GIVEN ENTRIES: Begin

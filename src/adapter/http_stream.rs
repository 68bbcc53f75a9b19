//! Adapter for an open HTTP response stream.

use chrono::{DateTime, Utc};
use reqwest::header::{CONTENT_DISPOSITION, CONTENT_TYPE, LAST_MODIFIED};

use super::remote_url::{filename_from_url, parse_http_date};
use super::{Contents, SourceAdapter};
use crate::content_disposition::declared_filename;
use crate::detection::{self, SNIFF_LEN};
use crate::error::{Result, SourceError};
use crate::source::{FileSource, SourceRef};
use crate::stream::HttpStream;

/// Describes a borrowed [`HttpStream`]. `None` stands for an open that failed.
///
/// Everything except [`contents`](SourceAdapter::contents) is answered from
/// what the stream recorded when it was opened; nothing is re-requested.
#[derive(Debug, Clone, Copy)]
pub struct HttpStreamAdapter<'a> {
    stream: Option<&'a HttpStream>,
}

impl<'a> HttpStreamAdapter<'a> {
    /// Describe an opened response; pass `None` for a failed open.
    pub fn new(stream: Option<&'a HttpStream>) -> Self {
        Self { stream }
    }

    /// The borrowed response stream, `None` if the open failed.
    pub fn get_source(&self) -> Option<&'a HttpStream> {
        self.stream
    }
}

impl SourceAdapter for HttpStreamAdapter<'_> {
    fn kind(&self) -> FileSource {
        FileSource::HttpStream
    }

    fn source(&self) -> SourceRef<'_> {
        SourceRef::HttpStream(self.stream)
    }

    fn path(&self) -> Option<String> {
        self.stream.map(|s| s.url().to_string())
    }

    /// The `Content-Disposition` name if the server sent one, else the last
    /// segment of the URL path.
    fn filename(&self) -> Option<String> {
        let stream = self.stream?;
        stream
            .header(CONTENT_DISPOSITION)
            .and_then(declared_filename)
            .or_else(|| filename_from_url(stream.url()))
    }

    fn mime_type(&self) -> Option<String> {
        let stream = self.stream?;
        let extension = self.extension();
        let head = || {
            stream
                .peek(SNIFF_LEN)
                .map_err(|e| tracing::debug!(url = stream.url(), error = %e, "peek failed"))
                .ok()
        };
        detection::resolve(stream.header(CONTENT_TYPE), head, extension.as_deref())
    }

    fn contents(&self) -> Result<Contents<'_>> {
        let stream = self
            .stream
            .ok_or_else(|| SourceError::Unreadable("HTTP stream failed to open".to_string()))?;
        Ok(Contents::Stream(Box::new(stream)))
    }

    fn size(&self) -> Option<u64> {
        self.stream?.content_length()
    }

    fn valid(&self) -> bool {
        self.stream.is_some_and(|s| s.status().is_success())
    }

    fn last_modified(&self) -> Option<DateTime<Utc>> {
        parse_http_date(self.stream?.header(LAST_MODIFIED)?)
    }
}

#[cfg(test)]
mod tests {
    use super::*;

    #[test]
    fn test_failed_open_is_invalid() {
        let adapter = HttpStreamAdapter::new(None);
        assert!(!adapter.valid());
        assert!(adapter.path().is_none());
        assert!(adapter.filename().is_none());
        assert!(adapter.extension().is_none());
        assert!(adapter.mime_type().is_none());
        assert!(adapter.size().is_none());
        assert!(adapter.last_modified().is_none());
        assert!(matches!(adapter.contents(), Err(SourceError::Unreadable(_))));
        assert!(matches!(adapter.source(), SourceRef::HttpStream(None)));
    }
}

GIVEN ENTRIES: End

**GOAL OF THE EXERCISE:**
Search the data for the word "extension" and copy each line where it appears.

**SOLUTION TO THIS PROBLEM:**
        let extension = self.extension();
        detection::resolve(stream.header(CONTENT_TYPE), head, extension.as_deref())
        assert!(adapter.extension().is_none());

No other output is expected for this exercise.